_PROBLEM DESCRIPTION:_ Only the number is wanted: how many lines in the material below contain "false".
= Beginning of Section =
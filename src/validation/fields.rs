use serde_json::{Map, Value};

use super::email;
use super::error::{FieldPath, Violation, ViolationKind};
use super::rules::{IntRule, StrRule, first_int_failure, first_str_failure};

/// Reads typed fields out of one JSON object, producing at most one violation per field.
pub struct FieldReader<'a> {
    object: &'a Map<String, Value>,
    path: FieldPath,
    strict: bool,
}

impl<'a> FieldReader<'a> {
    pub fn new(object: &'a Map<String, Value>, path: FieldPath, strict: bool) -> Self {
        Self {
            object,
            path,
            strict,
        }
    }

    fn lookup(&self, key: &str) -> Result<&'a Value, Violation> {
        self.object.get(key).ok_or_else(|| {
            Violation::new(ViolationKind::Missing, self.path.child(key), "Field required")
                .with_input(Value::Object(self.object.clone()))
        })
    }

    fn violation(
        &self,
        key: &str,
        kind: ViolationKind,
        msg: impl Into<String>,
        input: &Value,
    ) -> Violation {
        Violation::new(kind, self.path.child(key), msg).with_input(input.clone())
    }

    pub fn string(&self, key: &str, rules: &[StrRule]) -> Result<String, Violation> {
        let input = self.lookup(key)?;
        let Value::String(value) = input else {
            return Err(self.violation(
                key,
                ViolationKind::StringType,
                "Input should be a valid string",
                input,
            ));
        };

        first_str_failure(rules, value)
            .map_err(|(kind, msg)| self.violation(key, kind, msg, input))?;
        Ok(value.clone())
    }

    pub fn email(&self, key: &str) -> Result<String, Violation> {
        let raw = self.string(key, &[])?;
        email::normalize(&raw).map_err(|reason| {
            self.violation(
                key,
                ViolationKind::ValueError,
                format!("value is not a valid email address: {reason}"),
                &Value::String(raw.clone()),
            )
        })
    }

    pub fn integer(&self, key: &str, rules: &[IntRule]) -> Result<i64, Violation> {
        let input = self.lookup(key)?;
        let value = self
            .coerce_integer(input)
            .map_err(|(kind, msg)| self.violation(key, kind, msg, input))?;

        first_int_failure(rules, value)
            .map_err(|(kind, msg)| self.violation(key, kind, msg, input))?;
        Ok(value)
    }

    pub fn boolean(&self, key: &str) -> Result<bool, Violation> {
        let input = self.lookup(key)?;
        self.coerce_bool(input)
            .map_err(|(kind, msg)| self.violation(key, kind, msg, input))
    }

    /// Reader for a nested object field, e.g. `address`
    pub fn object(&self, key: &str) -> Result<FieldReader<'a>, Violation> {
        let input = self.lookup(key)?;
        match input {
            Value::Object(object) => Ok(FieldReader::new(
                object,
                self.path.child(key),
                self.strict,
            )),
            other => Err(self.violation(
                key,
                ViolationKind::ModelType,
                "Input should be a valid object",
                other,
            )),
        }
    }

    /// One `extra_forbidden` violation per key not listed in `known`, in input order
    pub fn unknown_keys(&self, known: &[&str]) -> Vec<Violation> {
        self.object
            .iter()
            .filter(|(key, _)| !known.contains(&key.as_str()))
            .map(|(key, value)| {
                self.violation(
                    key,
                    ViolationKind::ExtraForbidden,
                    "Extra inputs are not permitted",
                    value,
                )
            })
            .collect()
    }

    fn coerce_integer(&self, input: &Value) -> Result<i64, (ViolationKind, String)> {
        let int_type = || {
            (
                ViolationKind::IntType,
                "Input should be a valid integer".to_string(),
            )
        };
        let too_large = || {
            (
                ViolationKind::IntParsingSize,
                "Unable to parse input as an integer, exceeded maximum size".to_string(),
            )
        };

        match input {
            Value::Number(number) => {
                if let Some(value) = number.as_i64() {
                    return Ok(value);
                }
                if number.is_u64() {
                    return Err(too_large());
                }
                let float = number.as_f64().ok_or_else(int_type)?;
                let integral = float.fract() == 0.0;
                if integral && (float < i64::MIN as f64 || float >= i64::MAX as f64) {
                    return Err(too_large());
                }
                if self.strict {
                    return Err(int_type());
                }
                if !integral {
                    return Err((
                        ViolationKind::IntFromFloat,
                        "Input should be a valid integer, got a number with a fractional part"
                            .to_string(),
                    ));
                }
                Ok(float as i64)
            }
            Value::String(text) if !self.strict => {
                text.trim().parse::<i64>().map_err(|e| match e.kind() {
                    std::num::IntErrorKind::PosOverflow | std::num::IntErrorKind::NegOverflow => {
                        too_large()
                    }
                    _ => (
                        ViolationKind::IntParsing,
                        "Input should be a valid integer, unable to parse string as an integer"
                            .to_string(),
                    ),
                })
            }
            _ => Err(int_type()),
        }
    }

    fn coerce_bool(&self, input: &Value) -> Result<bool, (ViolationKind, String)> {
        let bool_type = || {
            (
                ViolationKind::BoolType,
                "Input should be a valid boolean".to_string(),
            )
        };

        match input {
            Value::Bool(value) => Ok(*value),
            _ if self.strict => Err(bool_type()),
            Value::Number(number) => match number.as_f64() {
                Some(value) if value == 0.0 => Ok(false),
                Some(value) if value == 1.0 => Ok(true),
                _ => Err((
                    ViolationKind::BoolParsing,
                    "Input should be a valid boolean, unable to interpret input".to_string(),
                )),
            },
            Value::String(text) => match text.to_ascii_lowercase().as_str() {
                "true" | "yes" | "on" | "1" | "t" | "y" => Ok(true),
                "false" | "no" | "off" | "0" | "f" | "n" => Ok(false),
                _ => Err((
                    ViolationKind::BoolParsing,
                    "Input should be a valid boolean, unable to interpret input".to_string(),
                )),
            },
            _ => Err(bool_type()),
        }
    }
}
= End of Section =
_COMPLETED EXERCISE:_ 2